### Brief
Print every line exactly as it appears in the material below.
[[ Record excerpts open ]]
//! Account and filter shapes shared by the query builders and the
//! [`Connection`](crate::connection::Connection) seam. These are in-memory
//! only and never persisted.

use solana_account::Account;
use solana_address::Address;
use solana_commitment_config::CommitmentConfig;

use crate::error::{
    ClientError,
    ClientResult,
};

/// An account paired with the address it lives at.
#[derive(Clone, Debug)]
pub struct KeyedAccount {
    pub address: Address,
    pub account: Account,
}

/// One slot of a bulk read. "Address has no account" is an ordinary outcome,
/// not an error; only transport failures surface as errors.
#[derive(Clone, Debug)]
pub enum MaybeAccount {
    Found { address: Address, account: Account },
    Missing(Address),
}

impl MaybeAccount {
    pub fn exists(&self) -> bool {
        matches!(self, MaybeAccount::Found { .. })
    }

    /// The address the slot was fetched for, whether or not it exists.
    pub fn address(&self) -> &Address {
        match self {
            MaybeAccount::Found { address, .. } => address,
            MaybeAccount::Missing(address) => address,
        }
    }

    pub fn account(&self) -> Option<&Account> {
        match self {
            MaybeAccount::Found { account, .. } => Some(account),
            MaybeAccount::Missing(_) => None,
        }
    }

    /// Converts the slot into a [`KeyedAccount`], surfacing a missing slot as
    /// a typed [`ClientError::AccountNotFound`].
    pub fn into_found(self) -> ClientResult<KeyedAccount> {
        match self {
            MaybeAccount::Found { address, account } => Ok(KeyedAccount { address, account }),
            MaybeAccount::Missing(address) => Err(ClientError::AccountNotFound { address }),
        }
    }
}

/// One predicate of a program scan. Filters combine conjunctively.
#[derive(Clone, Debug, PartialEq, Eq)]
pub enum AccountFilter {
    /// Exact byte match at `offset` into the account data.
    Memcmp { offset: usize, bytes: Vec<u8> },
    /// Exact total account-data size.
    DataSize(u64),
}

impl AccountFilter {
    /// Whether `data` satisfies the predicate. A memcmp whose window falls
    /// outside the buffer simply does not match.
    pub fn matches(&self, data: &[u8]) -> bool {
        match self {
            AccountFilter::Memcmp { offset, bytes } => data
                .get(*offset..offset + bytes.len())
                .is_some_and(|window| window == bytes.as_slice()),
            AccountFilter::DataSize(size) => data.len() as u64 == *size,
        }
    }
}

/// A server-side byte-range projection of account data.
#[derive(Clone, Copy, Debug, PartialEq, Eq)]
pub struct DataSlice {
    pub offset: usize,
    pub length: usize,
}

impl DataSlice {
    /// Applies the projection to a data buffer, clamping to its bounds.
    pub fn apply(&self, data: &[u8]) -> Vec<u8> {
        let start = self.offset.min(data.len());
        let end = (self.offset + self.length).min(data.len());
        data[start..end].to_vec()
    }
}

/// The accumulated shape of one program scan, handed to the connection.
#[derive(Clone, Debug, Default)]
pub struct ProgramScan {
    pub filters: Vec<AccountFilter>,
    pub slice: Option<DataSlice>,
    pub commitment: Option<CommitmentConfig>,
}

/// Conversion into the exact bytes a memcmp filter compares against.
///
/// Integers encode little-endian. Callers are responsible for matching the
/// target program's on-the-wire field layout exactly; a wrong offset or
/// endianness yields zero matches rather than an error.
pub trait FilterBytes {
    fn filter_bytes(self) -> Vec<u8>;
}

impl FilterBytes for Vec<u8> {
    fn filter_bytes(self) -> Vec<u8> {
        self
    }
}

impl FilterBytes for &[u8] {
    fn filter_bytes(self) -> Vec<u8> {
        self.to_vec()
    }
}

impl<const N: usize> FilterBytes for [u8; N] {
    fn filter_bytes(self) -> Vec<u8> {
        self.to_vec()
    }
}

impl FilterBytes for Address {
    fn filter_bytes(self) -> Vec<u8> {
        self.to_bytes().to_vec()
    }
}

impl FilterBytes for &Address {
    fn filter_bytes(self) -> Vec<u8> {
        self.to_bytes().to_vec()
    }
}

macro_rules! filter_bytes_le {
    ($($int:ty),*) => {
        $(
            impl FilterBytes for $int {
                fn filter_bytes(self) -> Vec<u8> {
                    self.to_le_bytes().to_vec()
                }
            }
        )*
    };
}

filter_bytes_le!(u8, u16, u32, u64, u128);

#[cfg(test)]
mod tests {
    use super::*;

    #[test]
    fn integers_encode_little_endian() {
        assert_eq!(0x0102u16.filter_bytes(), vec![0x02, 0x01]);
        assert_eq!(1u64.filter_bytes(), vec![1, 0, 0, 0, 0, 0, 0, 0]);
        assert_eq!(7u8.filter_bytes(), vec![7]);
    }

    #[test]
    fn address_encodes_as_its_canonical_bytes() {
        let address = Address::new_unique();
        assert_eq!(address.filter_bytes(), address.to_bytes().to_vec());
    }

    #[test]
    fn filter_bytes_round_trip_through_a_matching_buffer() {
        let owner = Address::new_unique();
        let nonce = 0xdead_beefu64;

        // A buffer laid out as [discriminant: u8 | owner: 32 | nonce: u64].
        let mut data = vec![3u8];
        data.extend_from_slice(&owner.to_bytes());
        data.extend_from_slice(&nonce.to_le_bytes());

        let by_tag = AccountFilter::Memcmp {
            offset: 0,
            bytes: 3u8.filter_bytes(),
        };
        let by_owner = AccountFilter::Memcmp {
            offset: 1,
            bytes: owner.filter_bytes(),
        };
        let by_nonce = AccountFilter::Memcmp {
            offset: 33,
            bytes: nonce.filter_bytes(),
        };
        assert!(by_tag.matches(&data));
        assert!(by_owner.matches(&data));
        assert!(by_nonce.matches(&data));

        // Decoding the same offsets recovers the original values.
        assert_eq!(data[1..33], owner.to_bytes());
        assert_eq!(u64::from_le_bytes(data[33..41].try_into().unwrap()), nonce);
    }

    #[test]
    fn memcmp_outside_the_buffer_does_not_match() {
        let filter = AccountFilter::Memcmp {
            offset: 8,
            bytes: vec![1, 2],
        };
        assert!(!filter.matches(&[0u8; 9]));
        assert!(filter.matches(&[0, 0, 0, 0, 0, 0, 0, 0, 1, 2]));
    }

    #[test]
    fn data_size_is_exact() {
        let filter = AccountFilter::DataSize(4);
        assert!(filter.matches(&[0u8; 4]));
        assert!(!filter.matches(&[0u8; 5]));
    }

    #[test]
    fn slice_clamps_to_the_buffer() {
        let slice = DataSlice {
            offset: 2,
            length: 4,
        };
        assert_eq!(slice.apply(&[1, 2, 3, 4]), vec![3, 4]);
        assert_eq!(slice.apply(&[1, 2, 3, 4, 5, 6, 7]), vec![3, 4, 5, 6]);
        assert!(DataSlice {
            offset: 9,
            length: 1
        }
        .apply(&[1, 2])
        .is_empty());
    }
}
[[ Record excerpts closed ]]
### Written answer
//! Account and filter shapes shared by the query builders and the
//! [`Connection`](crate::connection::Connection) seam. These are in-memory
//! only and never persisted.

use solana_account::Account;
use solana_address::Address;
use solana_commitment_config::CommitmentConfig;

use crate::error::{
    ClientError,
    ClientResult,
};

/// An account paired with the address it lives at.
#[derive(Clone, Debug)]
pub struct KeyedAccount {
    pub address: Address,
    pub account: Account,
}

/// One slot of a bulk read. "Address has no account" is an ordinary outcome,
/// not an error; only transport failures surface as errors.
#[derive(Clone, Debug)]
pub enum MaybeAccount {
    Found { address: Address, account: Account },
    Missing(Address),
}

impl MaybeAccount {
    pub fn exists(&self) -> bool {
        matches!(self, MaybeAccount::Found { .. })
    }

    /// The address the slot was fetched for, whether or not it exists.
    pub fn address(&self) -> &Address {
        match self {
            MaybeAccount::Found { address, .. } => address,
            MaybeAccount::Missing(address) => address,
        }
    }

    pub fn account(&self) -> Option<&Account> {
        match self {
            MaybeAccount::Found { account, .. } => Some(account),
            MaybeAccount::Missing(_) => None,
        }
    }

    /// Converts the slot into a [`KeyedAccount`], surfacing a missing slot as
    /// a typed [`ClientError::AccountNotFound`].
    pub fn into_found(self) -> ClientResult<KeyedAccount> {
        match self {
            MaybeAccount::Found { address, account } => Ok(KeyedAccount { address, account }),
            MaybeAccount::Missing(address) => Err(ClientError::AccountNotFound { address }),
        }
    }
}

/// One predicate of a program scan. Filters combine conjunctively.
#[derive(Clone, Debug, PartialEq, Eq)]
pub enum AccountFilter {
    /// Exact byte match at `offset` into the account data.
    Memcmp { offset: usize, bytes: Vec<u8> },
    /// Exact total account-data size.
    DataSize(u64),
}

impl AccountFilter {
    /// Whether `data` satisfies the predicate. A memcmp whose window falls
    /// outside the buffer simply does not match.
    pub fn matches(&self, data: &[u8]) -> bool {
        match self {
            AccountFilter::Memcmp { offset, bytes } => data
                .get(*offset..offset + bytes.len())
                .is_some_and(|window| window == bytes.as_slice()),
            AccountFilter::DataSize(size) => data.len() as u64 == *size,
        }
    }
}

/// A server-side byte-range projection of account data.
#[derive(Clone, Copy, Debug, PartialEq, Eq)]
pub struct DataSlice {
    pub offset: usize,
    pub length: usize,
}

impl DataSlice {
    /// Applies the projection to a data buffer, clamping to its bounds.
    pub fn apply(&self, data: &[u8]) -> Vec<u8> {
        let start = self.offset.min(data.len());
        let end = (self.offset + self.length).min(data.len());
        data[start..end].to_vec()
    }
}

/// The accumulated shape of one program scan, handed to the connection.
#[derive(Clone, Debug, Default)]
pub struct ProgramScan {
    pub filters: Vec<AccountFilter>,
    pub slice: Option<DataSlice>,
    pub commitment: Option<CommitmentConfig>,
}

/// Conversion into the exact bytes a memcmp filter compares against.
///
/// Integers encode little-endian. Callers are responsible for matching the
/// target program's on-the-wire field layout exactly; a wrong offset or
/// endianness yields zero matches rather than an error.
pub trait FilterBytes {
    fn filter_bytes(self) -> Vec<u8>;
}

impl FilterBytes for Vec<u8> {
    fn filter_bytes(self) -> Vec<u8> {
        self
    }
}

impl FilterBytes for &[u8] {
    fn filter_bytes(self) -> Vec<u8> {
        self.to_vec()
    }
}

impl<const N: usize> FilterBytes for [u8; N] {
    fn filter_bytes(self) -> Vec<u8> {
        self.to_vec()
    }
}

impl FilterBytes for Address {
    fn filter_bytes(self) -> Vec<u8> {
        self.to_bytes().to_vec()
    }
}

impl FilterBytes for &Address {
    fn filter_bytes(self) -> Vec<u8> {
        self.to_bytes().to_vec()
    }
}

macro_rules! filter_bytes_le {
    ($($int:ty),*) => {
        $(
            impl FilterBytes for $int {
                fn filter_bytes(self) -> Vec<u8> {
                    self.to_le_bytes().to_vec()
                }
            }
        )*
    };
}

filter_bytes_le!(u8, u16, u32, u64, u128);

#[cfg(test)]
mod tests {
    use super::*;

    #[test]
    fn integers_encode_little_endian() {
        assert_eq!(0x0102u16.filter_bytes(), vec![0x02, 0x01]);
        assert_eq!(1u64.filter_bytes(), vec![1, 0, 0, 0, 0, 0, 0, 0]);
        assert_eq!(7u8.filter_bytes(), vec![7]);
    }

    #[test]
    fn address_encodes_as_its_canonical_bytes() {
        let address = Address::new_unique();
        assert_eq!(address.filter_bytes(), address.to_bytes().to_vec());
    }

    #[test]
    fn filter_bytes_round_trip_through_a_matching_buffer() {
        let owner = Address::new_unique();
        let nonce = 0xdead_beefu64;

        // A buffer laid out as [discriminant: u8 | owner: 32 | nonce: u64].
        let mut data = vec![3u8];
        data.extend_from_slice(&owner.to_bytes());
        data.extend_from_slice(&nonce.to_le_bytes());

        let by_tag = AccountFilter::Memcmp {
            offset: 0,
            bytes: 3u8.filter_bytes(),
        };
        let by_owner = AccountFilter::Memcmp {
            offset: 1,
            bytes: owner.filter_bytes(),
        };
        let by_nonce = AccountFilter::Memcmp {
            offset: 33,
            bytes: nonce.filter_bytes(),
        };
        assert!(by_tag.matches(&data));
        assert!(by_owner.matches(&data));
        assert!(by_nonce.matches(&data));

        // Decoding the same offsets recovers the original values.
        assert_eq!(data[1..33], owner.to_bytes());
        assert_eq!(u64::from_le_bytes(data[33..41].try_into().unwrap()), nonce);
    }

    #[test]
    fn memcmp_outside_the_buffer_does_not_match() {
        let filter = AccountFilter::Memcmp {
            offset: 8,
            bytes: vec![1, 2],
        };
        assert!(!filter.matches(&[0u8; 9]));
        assert!(filter.matches(&[0, 0, 0, 0, 0, 0, 0, 0, 1, 2]));
    }

    #[test]
    fn data_size_is_exact() {
        let filter = AccountFilter::DataSize(4);
        assert!(filter.matches(&[0u8; 4]));
        assert!(!filter.matches(&[0u8; 5]));
    }

    #[test]
    fn slice_clamps_to_the_buffer() {
        let slice = DataSlice {
            offset: 2,
            length: 4,
        };
        assert_eq!(slice.apply(&[1, 2, 3, 4]), vec![3, 4]);
        assert_eq!(slice.apply(&[1, 2, 3, 4, 5, 6, 7]), vec![3, 4, 5, 6]);
        assert!(DataSlice {
            offset: 9,
            length: 1
        }
        .apply(&[1, 2])
        .is_empty());
    }
}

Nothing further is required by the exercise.